[RECORDS Boundary: Start]

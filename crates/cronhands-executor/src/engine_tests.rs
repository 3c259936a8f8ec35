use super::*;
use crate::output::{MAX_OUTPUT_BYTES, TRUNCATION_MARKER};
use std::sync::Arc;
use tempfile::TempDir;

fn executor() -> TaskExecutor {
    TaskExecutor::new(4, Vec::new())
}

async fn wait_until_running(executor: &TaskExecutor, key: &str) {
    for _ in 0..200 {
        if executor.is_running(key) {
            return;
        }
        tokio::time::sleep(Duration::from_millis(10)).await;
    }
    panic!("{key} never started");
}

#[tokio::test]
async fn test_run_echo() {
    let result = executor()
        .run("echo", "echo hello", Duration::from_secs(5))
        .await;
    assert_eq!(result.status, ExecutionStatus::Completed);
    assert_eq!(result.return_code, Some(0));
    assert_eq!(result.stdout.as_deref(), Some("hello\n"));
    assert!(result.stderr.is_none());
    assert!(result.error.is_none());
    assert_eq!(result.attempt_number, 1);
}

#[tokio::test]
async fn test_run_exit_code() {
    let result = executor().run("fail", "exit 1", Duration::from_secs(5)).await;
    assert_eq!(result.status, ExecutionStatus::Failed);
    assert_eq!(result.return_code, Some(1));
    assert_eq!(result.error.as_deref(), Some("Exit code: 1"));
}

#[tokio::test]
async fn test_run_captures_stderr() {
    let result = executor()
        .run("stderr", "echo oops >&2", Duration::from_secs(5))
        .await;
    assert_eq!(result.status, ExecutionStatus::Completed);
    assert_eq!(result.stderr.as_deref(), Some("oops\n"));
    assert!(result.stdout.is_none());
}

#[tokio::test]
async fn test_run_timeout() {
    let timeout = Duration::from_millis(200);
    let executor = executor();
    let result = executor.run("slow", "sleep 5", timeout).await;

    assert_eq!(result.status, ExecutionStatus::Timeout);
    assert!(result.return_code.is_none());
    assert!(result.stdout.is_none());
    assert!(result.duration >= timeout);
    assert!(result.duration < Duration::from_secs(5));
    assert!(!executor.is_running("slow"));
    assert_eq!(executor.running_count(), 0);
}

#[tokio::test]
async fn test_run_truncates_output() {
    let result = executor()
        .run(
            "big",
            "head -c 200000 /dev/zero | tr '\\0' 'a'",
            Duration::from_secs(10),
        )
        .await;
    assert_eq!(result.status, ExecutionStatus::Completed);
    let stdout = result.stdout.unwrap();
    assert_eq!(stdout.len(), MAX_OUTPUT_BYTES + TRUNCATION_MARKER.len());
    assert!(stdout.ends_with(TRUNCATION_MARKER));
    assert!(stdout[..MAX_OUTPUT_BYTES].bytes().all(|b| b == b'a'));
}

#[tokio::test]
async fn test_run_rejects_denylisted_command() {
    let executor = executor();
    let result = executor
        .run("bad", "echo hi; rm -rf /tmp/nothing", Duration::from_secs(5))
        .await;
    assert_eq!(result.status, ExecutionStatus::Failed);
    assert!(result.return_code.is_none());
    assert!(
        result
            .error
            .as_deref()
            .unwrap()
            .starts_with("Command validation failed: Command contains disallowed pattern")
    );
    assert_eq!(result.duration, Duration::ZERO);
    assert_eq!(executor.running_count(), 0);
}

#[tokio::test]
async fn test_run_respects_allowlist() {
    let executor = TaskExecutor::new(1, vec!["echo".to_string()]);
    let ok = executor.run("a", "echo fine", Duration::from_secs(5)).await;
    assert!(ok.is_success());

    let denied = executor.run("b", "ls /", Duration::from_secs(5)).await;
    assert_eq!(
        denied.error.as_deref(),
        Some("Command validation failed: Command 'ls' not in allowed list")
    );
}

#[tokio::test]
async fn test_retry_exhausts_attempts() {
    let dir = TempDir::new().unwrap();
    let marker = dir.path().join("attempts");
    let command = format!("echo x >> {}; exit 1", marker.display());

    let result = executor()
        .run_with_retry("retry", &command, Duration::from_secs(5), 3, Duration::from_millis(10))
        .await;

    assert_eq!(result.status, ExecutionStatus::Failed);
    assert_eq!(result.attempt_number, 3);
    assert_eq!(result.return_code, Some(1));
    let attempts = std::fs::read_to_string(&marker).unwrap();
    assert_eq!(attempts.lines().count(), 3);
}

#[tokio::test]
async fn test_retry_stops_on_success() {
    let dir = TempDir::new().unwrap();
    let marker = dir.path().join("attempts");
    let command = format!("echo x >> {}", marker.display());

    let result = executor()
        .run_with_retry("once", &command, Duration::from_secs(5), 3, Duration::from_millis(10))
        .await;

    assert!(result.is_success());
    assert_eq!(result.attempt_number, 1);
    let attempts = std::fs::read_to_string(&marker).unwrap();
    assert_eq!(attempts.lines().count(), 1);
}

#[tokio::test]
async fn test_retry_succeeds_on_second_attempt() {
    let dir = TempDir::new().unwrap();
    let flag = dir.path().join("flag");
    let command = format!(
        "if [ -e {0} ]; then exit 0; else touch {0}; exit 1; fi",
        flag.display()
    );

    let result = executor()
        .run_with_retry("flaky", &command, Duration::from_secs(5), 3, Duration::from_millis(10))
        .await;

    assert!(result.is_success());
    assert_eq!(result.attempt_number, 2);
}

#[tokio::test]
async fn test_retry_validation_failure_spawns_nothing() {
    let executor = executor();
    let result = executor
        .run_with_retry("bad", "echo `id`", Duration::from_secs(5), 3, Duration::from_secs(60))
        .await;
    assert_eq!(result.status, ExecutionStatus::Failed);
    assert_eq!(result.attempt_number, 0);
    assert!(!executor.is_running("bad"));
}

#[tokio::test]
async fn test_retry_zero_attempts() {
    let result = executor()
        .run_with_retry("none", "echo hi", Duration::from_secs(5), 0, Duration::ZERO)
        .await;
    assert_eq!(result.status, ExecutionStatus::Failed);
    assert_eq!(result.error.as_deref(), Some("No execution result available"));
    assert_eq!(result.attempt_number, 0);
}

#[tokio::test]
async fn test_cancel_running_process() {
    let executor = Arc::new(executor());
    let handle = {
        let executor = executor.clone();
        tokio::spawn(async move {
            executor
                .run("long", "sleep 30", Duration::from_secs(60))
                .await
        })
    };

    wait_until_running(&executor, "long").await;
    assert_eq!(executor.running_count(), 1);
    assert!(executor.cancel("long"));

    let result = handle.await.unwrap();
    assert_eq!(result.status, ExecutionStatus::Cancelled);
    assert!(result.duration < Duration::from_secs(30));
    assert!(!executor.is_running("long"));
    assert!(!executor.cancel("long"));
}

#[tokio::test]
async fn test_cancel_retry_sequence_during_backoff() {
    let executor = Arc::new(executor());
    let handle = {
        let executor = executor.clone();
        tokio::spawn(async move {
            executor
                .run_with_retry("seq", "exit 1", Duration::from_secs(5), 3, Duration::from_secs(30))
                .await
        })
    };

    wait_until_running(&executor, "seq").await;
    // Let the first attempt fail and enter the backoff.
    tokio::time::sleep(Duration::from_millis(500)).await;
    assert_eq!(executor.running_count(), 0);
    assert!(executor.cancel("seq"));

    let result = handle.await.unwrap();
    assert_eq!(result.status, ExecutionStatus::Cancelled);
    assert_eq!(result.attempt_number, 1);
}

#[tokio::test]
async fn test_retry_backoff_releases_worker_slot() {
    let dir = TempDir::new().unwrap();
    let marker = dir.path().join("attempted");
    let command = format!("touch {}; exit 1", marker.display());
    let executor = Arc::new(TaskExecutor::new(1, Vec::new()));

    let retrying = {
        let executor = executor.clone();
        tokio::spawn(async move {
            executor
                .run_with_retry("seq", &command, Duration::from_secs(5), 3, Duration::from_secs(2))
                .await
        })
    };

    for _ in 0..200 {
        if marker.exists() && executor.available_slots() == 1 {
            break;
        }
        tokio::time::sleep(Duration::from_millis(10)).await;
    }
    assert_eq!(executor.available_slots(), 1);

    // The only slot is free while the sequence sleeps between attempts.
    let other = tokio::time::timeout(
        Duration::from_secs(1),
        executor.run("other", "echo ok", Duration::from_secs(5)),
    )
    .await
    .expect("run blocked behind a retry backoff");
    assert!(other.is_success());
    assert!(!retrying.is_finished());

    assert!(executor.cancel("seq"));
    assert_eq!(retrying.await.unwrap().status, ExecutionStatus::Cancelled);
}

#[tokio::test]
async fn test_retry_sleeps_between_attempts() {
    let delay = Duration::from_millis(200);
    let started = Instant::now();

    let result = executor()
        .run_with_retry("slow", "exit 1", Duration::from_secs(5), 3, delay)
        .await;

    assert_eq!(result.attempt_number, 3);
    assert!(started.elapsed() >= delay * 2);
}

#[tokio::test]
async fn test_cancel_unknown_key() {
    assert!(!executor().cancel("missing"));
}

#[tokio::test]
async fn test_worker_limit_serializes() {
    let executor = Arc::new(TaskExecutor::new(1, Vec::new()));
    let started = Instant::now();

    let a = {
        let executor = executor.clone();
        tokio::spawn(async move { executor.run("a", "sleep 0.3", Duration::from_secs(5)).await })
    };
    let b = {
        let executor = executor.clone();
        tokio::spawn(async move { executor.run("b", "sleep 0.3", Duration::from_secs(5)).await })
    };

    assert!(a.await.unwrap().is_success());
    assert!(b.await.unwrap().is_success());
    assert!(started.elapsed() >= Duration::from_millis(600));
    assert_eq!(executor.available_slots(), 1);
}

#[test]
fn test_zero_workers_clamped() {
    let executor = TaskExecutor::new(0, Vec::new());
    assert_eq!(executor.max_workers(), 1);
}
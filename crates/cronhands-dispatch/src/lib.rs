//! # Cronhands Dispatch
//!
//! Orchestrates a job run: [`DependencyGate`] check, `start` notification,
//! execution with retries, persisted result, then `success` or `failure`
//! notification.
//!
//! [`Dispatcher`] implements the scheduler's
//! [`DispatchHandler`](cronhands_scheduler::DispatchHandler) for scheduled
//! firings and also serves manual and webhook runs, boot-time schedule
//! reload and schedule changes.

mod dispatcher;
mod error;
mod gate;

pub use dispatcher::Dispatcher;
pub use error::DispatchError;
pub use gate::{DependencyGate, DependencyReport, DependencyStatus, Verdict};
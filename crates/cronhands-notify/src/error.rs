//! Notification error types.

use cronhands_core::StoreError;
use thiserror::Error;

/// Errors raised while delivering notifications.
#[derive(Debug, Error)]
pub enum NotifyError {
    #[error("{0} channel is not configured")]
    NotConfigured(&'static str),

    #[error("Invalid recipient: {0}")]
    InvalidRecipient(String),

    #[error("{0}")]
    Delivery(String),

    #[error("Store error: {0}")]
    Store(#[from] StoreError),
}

[RECORDS Boundary: End]
[RECORDS Boundary: Start]

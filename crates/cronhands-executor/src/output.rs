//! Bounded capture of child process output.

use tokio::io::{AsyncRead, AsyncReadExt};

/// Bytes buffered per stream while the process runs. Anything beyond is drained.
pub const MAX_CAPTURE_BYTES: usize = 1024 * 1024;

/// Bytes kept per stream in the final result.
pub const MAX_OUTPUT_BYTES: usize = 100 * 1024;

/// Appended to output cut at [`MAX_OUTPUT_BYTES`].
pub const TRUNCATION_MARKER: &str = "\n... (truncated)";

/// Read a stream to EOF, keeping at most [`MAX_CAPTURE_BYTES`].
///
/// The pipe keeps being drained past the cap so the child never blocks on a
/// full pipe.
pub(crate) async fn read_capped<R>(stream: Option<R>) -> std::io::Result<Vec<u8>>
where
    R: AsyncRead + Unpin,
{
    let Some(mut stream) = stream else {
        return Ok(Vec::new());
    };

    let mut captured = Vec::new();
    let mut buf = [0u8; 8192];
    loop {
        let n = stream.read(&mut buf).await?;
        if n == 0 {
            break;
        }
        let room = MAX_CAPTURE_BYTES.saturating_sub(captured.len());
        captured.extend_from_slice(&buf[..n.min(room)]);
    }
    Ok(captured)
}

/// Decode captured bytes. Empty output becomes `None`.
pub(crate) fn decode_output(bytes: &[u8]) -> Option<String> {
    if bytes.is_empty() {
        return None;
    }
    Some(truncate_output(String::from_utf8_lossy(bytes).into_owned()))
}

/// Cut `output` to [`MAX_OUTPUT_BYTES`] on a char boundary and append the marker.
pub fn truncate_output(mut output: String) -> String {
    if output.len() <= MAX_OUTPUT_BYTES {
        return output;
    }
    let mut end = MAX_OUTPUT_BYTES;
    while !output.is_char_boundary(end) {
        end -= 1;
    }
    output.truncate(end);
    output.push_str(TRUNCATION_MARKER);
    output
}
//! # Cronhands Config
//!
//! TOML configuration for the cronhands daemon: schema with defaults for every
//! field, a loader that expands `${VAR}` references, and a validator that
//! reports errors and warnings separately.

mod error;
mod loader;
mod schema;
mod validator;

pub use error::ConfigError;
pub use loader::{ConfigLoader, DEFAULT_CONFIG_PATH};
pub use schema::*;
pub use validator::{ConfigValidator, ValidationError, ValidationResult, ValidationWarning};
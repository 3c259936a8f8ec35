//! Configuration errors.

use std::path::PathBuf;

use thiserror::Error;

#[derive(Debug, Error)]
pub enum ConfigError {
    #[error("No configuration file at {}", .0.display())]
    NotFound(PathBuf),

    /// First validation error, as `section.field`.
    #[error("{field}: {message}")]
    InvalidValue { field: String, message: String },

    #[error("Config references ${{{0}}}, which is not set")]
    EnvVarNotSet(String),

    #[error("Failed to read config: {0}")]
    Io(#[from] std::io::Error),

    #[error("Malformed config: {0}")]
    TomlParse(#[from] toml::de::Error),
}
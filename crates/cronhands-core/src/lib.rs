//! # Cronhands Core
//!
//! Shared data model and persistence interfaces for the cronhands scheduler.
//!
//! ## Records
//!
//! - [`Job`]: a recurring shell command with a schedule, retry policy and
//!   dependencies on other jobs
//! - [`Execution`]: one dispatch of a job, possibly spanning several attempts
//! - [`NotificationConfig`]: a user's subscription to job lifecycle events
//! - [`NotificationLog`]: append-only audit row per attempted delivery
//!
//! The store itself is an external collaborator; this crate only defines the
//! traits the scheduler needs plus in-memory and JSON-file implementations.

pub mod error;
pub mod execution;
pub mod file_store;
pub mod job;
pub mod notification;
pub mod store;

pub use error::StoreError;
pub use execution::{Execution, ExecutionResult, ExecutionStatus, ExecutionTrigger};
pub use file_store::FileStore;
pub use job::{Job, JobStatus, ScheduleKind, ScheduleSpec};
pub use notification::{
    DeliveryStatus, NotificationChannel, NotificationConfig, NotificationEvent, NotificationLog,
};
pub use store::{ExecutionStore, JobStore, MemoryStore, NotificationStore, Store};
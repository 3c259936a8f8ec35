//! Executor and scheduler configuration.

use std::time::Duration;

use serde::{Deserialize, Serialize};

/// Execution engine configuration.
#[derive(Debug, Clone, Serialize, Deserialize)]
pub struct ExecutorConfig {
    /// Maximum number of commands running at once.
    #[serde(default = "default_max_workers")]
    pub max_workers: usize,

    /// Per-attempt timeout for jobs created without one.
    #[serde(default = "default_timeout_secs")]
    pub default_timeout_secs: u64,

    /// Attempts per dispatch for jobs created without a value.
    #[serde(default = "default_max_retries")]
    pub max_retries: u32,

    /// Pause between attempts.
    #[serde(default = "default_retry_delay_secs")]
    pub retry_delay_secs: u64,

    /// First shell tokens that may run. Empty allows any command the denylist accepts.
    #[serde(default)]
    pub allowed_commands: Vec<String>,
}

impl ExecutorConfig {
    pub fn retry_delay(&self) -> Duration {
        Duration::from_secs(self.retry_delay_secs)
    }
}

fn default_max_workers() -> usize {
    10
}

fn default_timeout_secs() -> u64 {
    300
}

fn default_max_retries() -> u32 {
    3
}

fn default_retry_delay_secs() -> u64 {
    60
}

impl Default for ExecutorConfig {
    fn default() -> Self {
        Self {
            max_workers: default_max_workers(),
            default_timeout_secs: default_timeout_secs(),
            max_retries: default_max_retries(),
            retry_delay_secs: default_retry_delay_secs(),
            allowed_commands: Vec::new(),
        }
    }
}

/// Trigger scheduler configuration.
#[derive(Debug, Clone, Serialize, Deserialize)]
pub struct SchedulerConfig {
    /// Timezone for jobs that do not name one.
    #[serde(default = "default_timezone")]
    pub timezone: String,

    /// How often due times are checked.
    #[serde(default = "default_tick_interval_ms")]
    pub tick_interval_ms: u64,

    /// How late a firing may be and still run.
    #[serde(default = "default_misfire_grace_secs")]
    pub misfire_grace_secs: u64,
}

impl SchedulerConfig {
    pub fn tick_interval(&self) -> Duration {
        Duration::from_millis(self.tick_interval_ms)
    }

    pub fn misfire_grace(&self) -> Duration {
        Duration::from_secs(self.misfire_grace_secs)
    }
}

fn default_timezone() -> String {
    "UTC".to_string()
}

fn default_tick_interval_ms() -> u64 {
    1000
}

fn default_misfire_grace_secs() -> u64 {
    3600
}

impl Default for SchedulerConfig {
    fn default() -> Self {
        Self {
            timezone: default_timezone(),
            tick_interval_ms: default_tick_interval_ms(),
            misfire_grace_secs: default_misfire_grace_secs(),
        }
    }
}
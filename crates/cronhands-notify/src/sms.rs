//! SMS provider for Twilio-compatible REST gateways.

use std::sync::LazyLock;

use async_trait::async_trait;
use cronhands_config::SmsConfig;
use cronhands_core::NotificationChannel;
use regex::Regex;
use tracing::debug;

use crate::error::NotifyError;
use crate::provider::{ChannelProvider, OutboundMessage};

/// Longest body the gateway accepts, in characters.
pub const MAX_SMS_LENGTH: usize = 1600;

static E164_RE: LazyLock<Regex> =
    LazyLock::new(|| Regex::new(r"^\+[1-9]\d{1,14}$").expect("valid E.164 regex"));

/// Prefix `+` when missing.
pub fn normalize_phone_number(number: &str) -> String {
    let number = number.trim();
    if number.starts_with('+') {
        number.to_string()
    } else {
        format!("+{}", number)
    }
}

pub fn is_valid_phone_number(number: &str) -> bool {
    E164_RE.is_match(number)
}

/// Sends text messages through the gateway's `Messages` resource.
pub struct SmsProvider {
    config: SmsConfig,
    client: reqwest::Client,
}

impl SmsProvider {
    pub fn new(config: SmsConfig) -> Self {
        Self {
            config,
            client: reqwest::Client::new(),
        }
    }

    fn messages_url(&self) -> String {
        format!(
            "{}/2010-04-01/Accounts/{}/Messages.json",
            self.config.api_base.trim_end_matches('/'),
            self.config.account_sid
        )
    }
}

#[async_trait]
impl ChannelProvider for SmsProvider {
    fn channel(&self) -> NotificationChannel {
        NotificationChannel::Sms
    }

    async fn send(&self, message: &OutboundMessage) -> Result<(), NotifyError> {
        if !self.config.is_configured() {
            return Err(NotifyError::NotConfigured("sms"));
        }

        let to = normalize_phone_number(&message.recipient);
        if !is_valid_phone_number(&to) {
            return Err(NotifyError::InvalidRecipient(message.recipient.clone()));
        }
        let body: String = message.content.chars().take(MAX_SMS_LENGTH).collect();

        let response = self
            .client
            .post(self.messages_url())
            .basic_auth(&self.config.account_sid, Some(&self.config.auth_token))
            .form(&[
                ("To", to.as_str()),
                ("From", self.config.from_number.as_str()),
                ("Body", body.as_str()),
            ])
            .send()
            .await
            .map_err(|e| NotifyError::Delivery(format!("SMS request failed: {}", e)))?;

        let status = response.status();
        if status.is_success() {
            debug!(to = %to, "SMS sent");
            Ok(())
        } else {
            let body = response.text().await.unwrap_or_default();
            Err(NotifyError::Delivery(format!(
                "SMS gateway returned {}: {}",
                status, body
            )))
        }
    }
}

[RECORDS Boundary: End]
[RECORDS Boundary: Start]

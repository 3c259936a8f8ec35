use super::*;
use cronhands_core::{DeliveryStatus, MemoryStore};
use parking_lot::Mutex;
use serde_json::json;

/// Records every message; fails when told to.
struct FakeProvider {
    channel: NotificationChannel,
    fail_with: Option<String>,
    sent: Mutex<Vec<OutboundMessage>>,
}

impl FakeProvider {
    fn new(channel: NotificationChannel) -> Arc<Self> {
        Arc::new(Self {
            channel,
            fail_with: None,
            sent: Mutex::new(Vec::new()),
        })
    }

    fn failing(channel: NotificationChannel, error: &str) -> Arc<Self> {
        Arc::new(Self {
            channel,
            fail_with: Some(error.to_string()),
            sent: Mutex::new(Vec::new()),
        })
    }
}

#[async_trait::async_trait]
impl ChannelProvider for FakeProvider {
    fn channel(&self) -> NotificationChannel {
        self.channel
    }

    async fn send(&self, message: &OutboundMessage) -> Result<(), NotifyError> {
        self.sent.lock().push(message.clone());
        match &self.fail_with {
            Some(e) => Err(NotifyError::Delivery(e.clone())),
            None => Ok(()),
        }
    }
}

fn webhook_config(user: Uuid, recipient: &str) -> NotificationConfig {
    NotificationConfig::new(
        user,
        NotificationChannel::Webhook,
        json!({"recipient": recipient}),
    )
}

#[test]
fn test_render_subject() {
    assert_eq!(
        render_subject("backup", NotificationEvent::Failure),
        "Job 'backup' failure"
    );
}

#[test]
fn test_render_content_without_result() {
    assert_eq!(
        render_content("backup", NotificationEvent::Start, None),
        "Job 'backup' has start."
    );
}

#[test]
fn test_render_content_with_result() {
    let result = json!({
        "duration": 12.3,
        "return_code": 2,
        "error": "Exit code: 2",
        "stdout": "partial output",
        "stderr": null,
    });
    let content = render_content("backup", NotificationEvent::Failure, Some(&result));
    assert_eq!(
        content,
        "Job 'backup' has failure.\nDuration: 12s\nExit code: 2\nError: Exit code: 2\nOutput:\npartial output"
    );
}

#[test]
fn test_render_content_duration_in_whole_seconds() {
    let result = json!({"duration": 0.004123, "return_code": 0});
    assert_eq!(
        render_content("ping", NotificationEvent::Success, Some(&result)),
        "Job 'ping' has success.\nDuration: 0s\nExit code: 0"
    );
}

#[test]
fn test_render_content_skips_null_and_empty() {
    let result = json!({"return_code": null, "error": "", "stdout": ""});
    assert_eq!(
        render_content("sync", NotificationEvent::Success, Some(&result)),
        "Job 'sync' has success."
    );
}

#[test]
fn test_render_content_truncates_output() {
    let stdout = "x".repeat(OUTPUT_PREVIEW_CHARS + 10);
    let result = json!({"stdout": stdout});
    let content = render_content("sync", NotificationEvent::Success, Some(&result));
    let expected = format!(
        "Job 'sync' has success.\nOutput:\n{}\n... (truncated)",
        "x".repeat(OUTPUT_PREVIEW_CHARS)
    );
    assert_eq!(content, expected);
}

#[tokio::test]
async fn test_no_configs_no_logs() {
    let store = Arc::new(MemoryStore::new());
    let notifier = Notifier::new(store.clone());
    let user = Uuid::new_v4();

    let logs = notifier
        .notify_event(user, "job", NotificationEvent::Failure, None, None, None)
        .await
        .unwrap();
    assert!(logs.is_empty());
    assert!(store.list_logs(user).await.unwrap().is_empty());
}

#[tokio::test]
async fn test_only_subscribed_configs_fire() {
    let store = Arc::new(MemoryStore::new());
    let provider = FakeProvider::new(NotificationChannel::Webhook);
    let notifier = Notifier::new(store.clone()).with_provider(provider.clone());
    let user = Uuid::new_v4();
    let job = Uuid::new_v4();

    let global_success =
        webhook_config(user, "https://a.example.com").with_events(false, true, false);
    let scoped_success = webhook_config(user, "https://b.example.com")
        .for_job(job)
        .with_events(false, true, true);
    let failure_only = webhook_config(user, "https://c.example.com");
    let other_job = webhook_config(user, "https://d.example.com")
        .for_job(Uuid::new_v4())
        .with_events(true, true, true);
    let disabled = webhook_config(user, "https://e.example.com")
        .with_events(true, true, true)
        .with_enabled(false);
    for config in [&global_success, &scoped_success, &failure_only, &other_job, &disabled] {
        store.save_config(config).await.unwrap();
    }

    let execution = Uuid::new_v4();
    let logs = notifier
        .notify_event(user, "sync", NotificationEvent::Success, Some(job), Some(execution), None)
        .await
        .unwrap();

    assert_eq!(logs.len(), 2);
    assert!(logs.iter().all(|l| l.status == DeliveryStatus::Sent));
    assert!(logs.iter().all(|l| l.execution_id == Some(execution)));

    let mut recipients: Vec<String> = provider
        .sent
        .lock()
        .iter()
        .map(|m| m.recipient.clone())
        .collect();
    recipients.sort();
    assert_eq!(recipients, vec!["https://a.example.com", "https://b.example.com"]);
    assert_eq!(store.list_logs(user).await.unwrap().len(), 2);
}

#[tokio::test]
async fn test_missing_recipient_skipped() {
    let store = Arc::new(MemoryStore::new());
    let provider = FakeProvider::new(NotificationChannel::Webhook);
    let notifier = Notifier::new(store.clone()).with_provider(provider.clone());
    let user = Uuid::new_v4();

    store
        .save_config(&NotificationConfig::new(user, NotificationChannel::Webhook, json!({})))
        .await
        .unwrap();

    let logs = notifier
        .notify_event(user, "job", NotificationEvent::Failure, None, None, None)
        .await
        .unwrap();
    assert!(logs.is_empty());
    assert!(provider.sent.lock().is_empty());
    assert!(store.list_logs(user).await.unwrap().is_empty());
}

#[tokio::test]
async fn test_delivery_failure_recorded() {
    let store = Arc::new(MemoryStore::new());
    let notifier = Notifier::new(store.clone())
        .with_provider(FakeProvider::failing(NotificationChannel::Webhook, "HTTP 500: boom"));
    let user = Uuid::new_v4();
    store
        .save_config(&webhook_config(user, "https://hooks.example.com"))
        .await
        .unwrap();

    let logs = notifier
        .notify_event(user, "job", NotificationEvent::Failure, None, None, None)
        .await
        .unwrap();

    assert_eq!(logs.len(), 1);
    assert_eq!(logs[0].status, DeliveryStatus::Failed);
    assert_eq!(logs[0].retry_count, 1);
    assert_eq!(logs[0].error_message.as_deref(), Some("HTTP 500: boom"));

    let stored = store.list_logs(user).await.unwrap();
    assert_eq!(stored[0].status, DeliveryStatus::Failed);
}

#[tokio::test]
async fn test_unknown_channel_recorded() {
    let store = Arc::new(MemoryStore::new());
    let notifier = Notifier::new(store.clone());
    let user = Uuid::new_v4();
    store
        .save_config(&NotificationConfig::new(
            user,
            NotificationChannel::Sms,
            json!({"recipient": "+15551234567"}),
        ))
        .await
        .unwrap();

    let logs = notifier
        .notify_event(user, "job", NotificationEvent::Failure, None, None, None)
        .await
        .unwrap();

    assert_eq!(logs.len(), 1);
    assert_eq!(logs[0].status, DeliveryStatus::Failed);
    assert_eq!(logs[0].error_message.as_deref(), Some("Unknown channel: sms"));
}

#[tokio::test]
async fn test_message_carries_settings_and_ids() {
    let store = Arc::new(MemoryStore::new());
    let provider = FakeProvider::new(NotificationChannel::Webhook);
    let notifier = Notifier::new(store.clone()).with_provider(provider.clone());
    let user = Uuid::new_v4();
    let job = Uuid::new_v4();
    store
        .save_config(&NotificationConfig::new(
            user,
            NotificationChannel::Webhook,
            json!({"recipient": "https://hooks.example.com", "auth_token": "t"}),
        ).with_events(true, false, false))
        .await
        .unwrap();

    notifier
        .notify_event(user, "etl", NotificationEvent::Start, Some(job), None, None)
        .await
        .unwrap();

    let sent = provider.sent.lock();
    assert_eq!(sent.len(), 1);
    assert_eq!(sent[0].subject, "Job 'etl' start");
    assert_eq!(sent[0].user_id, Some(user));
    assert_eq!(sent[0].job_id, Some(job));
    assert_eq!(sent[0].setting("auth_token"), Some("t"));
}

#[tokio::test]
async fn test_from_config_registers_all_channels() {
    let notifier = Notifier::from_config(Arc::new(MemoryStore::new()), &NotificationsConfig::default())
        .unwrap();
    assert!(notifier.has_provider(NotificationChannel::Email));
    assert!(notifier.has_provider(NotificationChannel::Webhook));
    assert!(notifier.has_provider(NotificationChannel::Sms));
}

[RECORDS Boundary: End]

_PROBLEM DESCRIPTION:_ Using only the entries above, output the line with "filename crates/cronhands-executor/src/engine_tests.rs", the line with "async fn test_run_captures_stderr()", and all lines between them, exactly as they stand.

_RESPONSE BELOW:_
filename crates/cronhands-executor/src/engine_tests.rs
repository 3c259936a8f8ec35
use super::*;
use crate::output::{MAX_OUTPUT_BYTES, TRUNCATION_MARKER};
use std::sync::Arc;
use tempfile::TempDir;

fn executor() -> TaskExecutor {
    TaskExecutor::new(4, Vec::new())
}

async fn wait_until_running(executor: &TaskExecutor, key: &str) {
    for _ in 0..200 {
        if executor.is_running(key) {
            return;
        }
        tokio::time::sleep(Duration::from_millis(10)).await;
    }
    panic!("{key} never started");
}

#[tokio::test]
async fn test_run_echo() {
    let result = executor()
        .run("echo", "echo hello", Duration::from_secs(5))
        .await;
    assert_eq!(result.status, ExecutionStatus::Completed);
    assert_eq!(result.return_code, Some(0));
    assert_eq!(result.stdout.as_deref(), Some("hello\n"));
    assert!(result.stderr.is_none());
    assert!(result.error.is_none());
    assert_eq!(result.attempt_number, 1);
}

#[tokio::test]
async fn test_run_exit_code() {
    let result = executor().run("fail", "exit 1", Duration::from_secs(5)).await;
    assert_eq!(result.status, ExecutionStatus::Failed);
    assert_eq!(result.return_code, Some(1));
    assert_eq!(result.error.as_deref(), Some("Exit code: 1"));
}

#[tokio::test]
async fn test_run_captures_stderr() {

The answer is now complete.